PURPOSE To assess whether exclusion of patients with conditions that could lead to large fluctuations of serum glucose, would increase the accuracy of pleural fluid glucose in predicting pleurodesis outcome in patients with malignant pleural effusion subjected to bleomycin pleurodesis. METHODS A retrospective analysis of 162 patients with recurrent, symptomatic malignant pleural disease was performed. Patients with diabetes mellitus or other causes of hyperglycemia were excluded, as pleural fluid glucose has been reported to be sensitive to serum glucose fluctuations. Assessment of pleurodesis outcome was based on radiologic appearance 30 days post-bleomycin pleurodesis. RESULTS Successful pleurodesis was achieved in 64.8% of patients. Univariate analysis showed that pleural fluid glucose (p<0.001), pH (p<0.001), total proteins (p<0.001), albumin (p<0.001) and cholesterol (p<0.05) were significantly lower in patients with pleurodesis failure, while LDH was significantly higher (p<0.05). Pleural fluid glucose was the only independent predictor of pleurodesis outcome and with a cut-off point of 65 mg/dl had a high sensitivity (90.7%) with an acceptable specificity (76.8%) (p<0.001).
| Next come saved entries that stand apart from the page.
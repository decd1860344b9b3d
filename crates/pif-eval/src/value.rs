//! Runtime values, structs and closures.

use std::collections::BTreeMap;
use std::fmt;
use std::rc::Rc;

use indexmap::map::Entry;
use indexmap::IndexMap;
use pif_ast::ast::Block;
use pif_types::{StructuralType, Type};

use crate::context::Context;
use crate::error::{EvalError, EvalResult};

/// Runtime values in PIF
#[derive(Debug, Clone)]
pub enum Value {
    Number(f64),
    Text(String),
    Sequence(Vec<Value>),
    Mapping(Mapping),
    Struct(Struct),
    Closure(Closure),
    /// A type used as a value, e.g. the built-in `number`.
    TypeTag(Type),
}

impl Value {
    pub fn text(s: impl Into<String>) -> Self {
        Value::Text(s.into())
    }

    /// Primitives map to their fixed tag; structs to their derived shape.
    pub fn type_of(&self) -> Type {
        match self {
            Value::Number(_) => Type::number(),
            Value::Text(_) => Type::text(),
            Value::Sequence(_) => Type::sequence(),
            Value::Mapping(_) => Type::mapping(),
            Value::Struct(s) => Type::Struct(s.ty.clone()),
            Value::Closure(_) => Type::function(),
            Value::TypeTag(_) => Type::type_(),
        }
    }

    /// Zero and empty collections are falsy; closures and type tags never are.
    pub fn is_truthy(&self) -> bool {
        match self {
            Value::Number(n) => *n != 0.0,
            Value::Text(s) => !s.is_empty(),
            Value::Sequence(items) => !items.is_empty(),
            Value::Mapping(m) => !m.is_empty(),
            Value::Struct(s) => !s.fields.is_empty(),
            Value::Closure(_) | Value::TypeTag(_) => true,
        }
    }

    pub fn as_number(&self) -> Option<f64> {
        match self {
            Value::Number(n) => Some(*n),
            _ => None,
        }
    }
}

pub fn derive_type(v: &Value) -> Type {
    v.type_of()
}

impl PartialEq for Value {
    fn eq(&self, other: &Self) -> bool {
        match (self, other) {
            (Value::Number(a), Value::Number(b)) => a == b,
            (Value::Text(a), Value::Text(b)) => a == b,
            (Value::Sequence(a), Value::Sequence(b)) => a == b,
            (Value::Mapping(a), Value::Mapping(b)) => a == b,
            (Value::Struct(a), Value::Struct(b)) => a == b,
            (Value::Closure(a), Value::Closure(b)) => a == b,
            (Value::TypeTag(a), Value::TypeTag(b)) => a == b,
            _ => false,
        }
    }
}

impl From<f64> for Value {
    fn from(n: f64) -> Self {
        Value::Number(n)
    }
}

impl From<&str> for Value {
    fn from(s: &str) -> Self {
        Value::Text(s.to_string())
    }
}

impl fmt::Display for Value {
    fn fmt(&self, f: &mut fmt::Formatter<'_>) -> fmt::Result {
        match self {
            Value::Number(n) => write!(f, "{n}"),
            Value::Text(s) => write!(f, "\"{s}\""),
            Value::Sequence(items) => {
                write!(f, "[")?;
                for (i, item) in items.iter().enumerate() {
                    if i > 0 {
                        write!(f, ", ")?;
                    }
                    write!(f, "{item}")?;
                }
                write!(f, "]")
            }
            Value::Mapping(m) => {
                write!(f, "{{")?;
                for (i, (k, v)) in m.iter().enumerate() {
                    if i > 0 {
                        write!(f, ", ")?;
                    }
                    write!(f, "{k}: {v}")?;
                }
                write!(f, "}}")
            }
            Value::Struct(s) => write!(f, "{s}"),
            Value::Closure(c) => write!(f, "{c}"),
            Value::TypeTag(t) => write!(f, "{t}"),
        }
    }
}

/// Hashable normal form of a [`Value`] used as a mapping key.
///
/// Numbers key by bit pattern after folding `-0.0` into `0.0` and every NaN
/// into one canonical NaN. Closures key by identity.
#[derive(Debug, Clone, PartialEq, Eq, Hash, PartialOrd, Ord)]
enum MapKey {
    Number(u64),
    Text(String),
    Sequence(Vec<MapKey>),
    /// Entries sorted so equal mappings share one key.
    Mapping(Vec<(MapKey, MapKey)>),
    Struct(Vec<(String, MapKey)>),
    Closure(usize),
    TypeTag(Type),
}

impl MapKey {
    fn of(v: &Value) -> Self {
        match v {
            Value::Number(n) => {
                let n = if *n == 0.0 {
                    0.0
                } else if n.is_nan() {
                    f64::NAN
                } else {
                    *n
                };
                MapKey::Number(n.to_bits())
            }
            Value::Text(s) => MapKey::Text(s.clone()),
            Value::Sequence(items) => MapKey::Sequence(items.iter().map(MapKey::of).collect()),
            Value::Mapping(m) => {
                let mut entries: Vec<_> = m
                    .entries
                    .iter()
                    .map(|(key, (_, v))| (key.clone(), MapKey::of(v)))
                    .collect();
                entries.sort();
                MapKey::Mapping(entries)
            }
            Value::Struct(s) => MapKey::Struct(
                s.fields
                    .iter()
                    .map(|(name, v)| (name.clone(), MapKey::of(v)))
                    .collect(),
            ),
            Value::Closure(c) => MapKey::Closure(c.addr()),
            Value::TypeTag(t) => MapKey::TypeTag(t.clone()),
        }
    }
}

/// Value-keyed map in insertion order. Equality ignores order.
#[derive(Debug, Clone, Default)]
pub struct Mapping {
    entries: IndexMap<MapKey, (Value, Value)>,
}

impl Mapping {
    pub fn new() -> Self {
        Self::default()
    }

    /// Insert, replacing the value of an equal key.
    pub fn insert(&mut self, key: Value, value: Value) {
        match self.entries.entry(MapKey::of(&key)) {
            Entry::Occupied(mut slot) => slot.get_mut().1 = value,
            Entry::Vacant(slot) => {
                slot.insert((key, value));
            }
        }
    }

    pub fn get(&self, key: &Value) -> Option<&Value> {
        self.entries.get(&MapKey::of(key)).map(|(_, v)| v)
    }

    pub fn keys(&self) -> impl Iterator<Item = &Value> {
        self.entries.values().map(|(k, _)| k)
    }

    pub fn iter(&self) -> impl Iterator<Item = (&Value, &Value)> {
        self.entries.values().map(|(k, v)| (k, v))
    }

    pub fn len(&self) -> usize {
        self.entries.len()
    }

    pub fn is_empty(&self) -> bool {
        self.entries.is_empty()
    }
}

impl PartialEq for Mapping {
    fn eq(&self, other: &Self) -> bool {
        self.len() == other.len()
            && self
                .entries
                .iter()
                .all(|(key, (_, v))| other.entries.get(key).is_some_and(|(_, ov)| ov == v))
    }
}

impl FromIterator<(Value, Value)> for Mapping {
    fn from_iter<I: IntoIterator<Item = (Value, Value)>>(iter: I) -> Self {
        let mut m = Mapping::new();
        for (k, v) in iter {
            m.insert(k, v);
        }
        m
    }
}

/// Immutable record whose type is derived from its field values.
#[derive(Debug, Clone, PartialEq)]
pub struct Struct {
    fields: BTreeMap<String, Value>,
    ty: StructuralType,
}

impl Struct {
    /// Build a struct, validating it against `declared` when given.
    pub fn construct(
        fields: BTreeMap<String, Value>,
        declared: Option<&StructuralType>,
    ) -> EvalResult<Self> {
        let ty = fields
            .iter()
            .map(|(name, v)| (name.clone(), v.type_of()))
            .collect::<StructuralType>();
        if let Some(declared) = declared {
            if !ty.obeys(declared) {
                return Err(EvalError::type_mismatch(format!(
                    "struct {ty} does not obey {declared}"
                )));
            }
        }
        Ok(Self { fields, ty })
    }

    pub fn ty(&self) -> &StructuralType {
        &self.ty
    }

    pub fn get(&self, field: &str) -> Option<&Value> {
        self.fields.get(field)
    }
}

impl fmt::Display for Struct {
    fn fmt(&self, f: &mut fmt::Formatter<'_>) -> fmt::Result {
        write!(f, "Struct{{")?;
        for (i, (name, v)) in self.fields.iter().enumerate() {
            if i > 0 {
                write!(f, ", ")?;
            }
            write!(f, "{name}: {v}")?;
        }
        write!(f, "}}")
    }
}

/// Signature of a native callable. Arguments arrive in declared parameter
/// order.
pub type NativeFn = Rc<dyn Fn(&[Value]) -> EvalResult<Option<Value>>>;

/// Ordered `(name, type)` parameter list.
pub type Params = Vec<(String, Type)>;

/// Function value. Cheap to clone; identity is by allocation.
#[derive(Clone)]
pub struct Closure(Rc<ClosureData>);

struct ClosureData {
    name: Option<String>,
    params: Params,
    callable: Callable,
}

pub enum Callable {
    /// Body plus the defining context as it was when the literal was
    /// evaluated.
    User { captured: Context, body: Block },
    Native(NativeFn),
}

impl Closure {
    pub fn user(captured: Context, params: Params, body: Block) -> Self {
        Self(Rc::new(ClosureData {
            name: None,
            params,
            callable: Callable::User { captured, body },
        }))
    }

    pub fn native(name: &str, params: Params, f: NativeFn) -> Self {
        Self(Rc::new(ClosureData {
            name: Some(name.to_string()),
            params,
            callable: Callable::Native(f),
        }))
    }

    pub fn name(&self) -> Option<&str> {
        self.0.name.as_deref()
    }

    pub fn params(&self) -> &[(String, Type)] {
        &self.0.params
    }

    pub fn callable(&self) -> &Callable {
        &self.0.callable
    }

    /// Allocation address; stable for as long as any clone is alive.
    fn addr(&self) -> usize {
        Rc::as_ptr(&self.0) as usize
    }

    /// Copy of an anonymous user closure that knows the name it is bound
    /// to, so its body can call it recursively. Named closures and natives
    /// are returned unchanged.
    pub fn bound_to(&self, name: &str) -> Self {
        match (&self.0.name, &self.0.callable) {
            (None, Callable::User { captured, body }) => Self(Rc::new(ClosureData {
                name: Some(name.to_string()),
                params: self.0.params.clone(),
                callable: Callable::User {
                    captured: captured.clone(),
                    body: body.clone(),
                },
            })),
            _ => self.clone(),
        }
    }
}

impl PartialEq for Closure {
    fn eq(&self, other: &Self) -> bool {
        Rc::ptr_eq(&self.0, &other.0)
    }
}

impl fmt::Debug for Closure {
    fn fmt(&self, f: &mut fmt::Formatter<'_>) -> fmt::Result {
        let kind = match self.0.callable {
            Callable::User { .. } => "user",
            Callable::Native(_) => "native",
        };
        f.debug_struct("Closure")
            .field("name", &self.0.name)
            .field("params", &self.0.params)
            .field("kind", &kind)
            .finish()
    }
}

impl fmt::Display for Closure {
    fn fmt(&self, f: &mut fmt::Formatter<'_>) -> fmt::Result {
        write!(f, "<func")?;
        if let Some(name) = &self.0.name {
            write!(f, " {name}")?;
        }
        write!(f, "(")?;
        for (i, (name, ty)) in self.0.params.iter().enumerate() {
            if i > 0 {
                write!(f, ", ")?;
            }
            write!(f, "{name} {ty}")?;
        }
        write!(f, ")>")
    }
}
The regression model exhibiting the highest predictive accuracy included pleural fluid glucose and albumin (sensitivity 89.3%, specificity 84.5%, p<0.001). Furthermore, a product of glucose and albumin less than 152 could predict pleurodesis failure with 88.9% sensitivity and 82.8% specificity (p<0.001). CONCLUSIONS Pleural glucose levels may reliably predict pleurodesis failure in patients without conditions that could lead to hyperglycemia, and its accuracy can increase if combined with pleural fluid albumin in an-easy-to calculate formula.